* _Problem statement_
Show each line from the records below in which the word "EventSink" occurs.

* _Input data_
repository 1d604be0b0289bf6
//! Configuration error types.

use std::path::PathBuf;
use thiserror::Error;

/// Configuration-related errors
#[derive(Debug, Error)]
pub enum ConfigError {
    #[error("IO error when reading `{0}`")]
    Io(PathBuf, #[source] std::io::Error),

    #[error("Config file parsing error")]
    Toml(#[from] toml::de::Error),

    #[error("Config validation error: {0}")]
    Validation(String),
}
//! Transport seam between the session and the wire.
//!
//! A [`Connector`] opens message-oriented duplex channels without blocking
//! the caller. `open` only rejects what it can tell up front (bad url,
//! unsupported scheme); `Ok` means an attempt is under way. The outcome
//! arrives later through the [`EventSink`] handed to `open`: `Opened`
//! (the session's `Connecting -> Open` edge) or `OpenFailed`, followed by
//! messages and finally `Closed`/`Error`.

use thiserror::Error;

use super::messages::EventSink;

#[derive(Debug, Error)]
pub enum TransportError {
    #[error("invalid socket url `{0}`: {1}")]
    InvalidUrl(String, String),

    #[error("unsupported scheme `{0}` (only ws:// can be dialled)")]
    UnsupportedScheme(String),

    #[error("connection to {0} failed")]
    Connect(String, #[source] std::io::Error),

    #[error("connection to {0} timed out")]
    Timeout(String),

    #[error("websocket handshake failed: {0}")]
    Handshake(String),

    #[error("failed to spawn socket thread")]
    Spawn(#[source] std::io::Error),

    #[error("channel is closed")]
    Closed,
}

/// Sending half of an established channel.
pub trait Channel {
    /// Queue a text message for delivery. Text queued before the channel
    /// opens is sent right after the handshake.
    fn send_text(&mut self, text: String) -> Result<(), TransportError>;

    /// Close the channel. No further events are reported for it.
    fn close(&mut self);
}

/// Opens channels to a socket url.
pub trait Connector {
    type Channel: Channel;

    /// Start opening a channel. Must not block on the network.
    fn open(&self, url: &str, events: EventSink) -> Result<Self::Channel, TransportError>;
}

* _Exercise answer_
//! arrives later through the [`EventSink`] handed to `open`: `Opened`
use super::messages::EventSink;
    fn open(&self, url: &str, events: EventSink) -> Result<Self::Channel, TransportError>;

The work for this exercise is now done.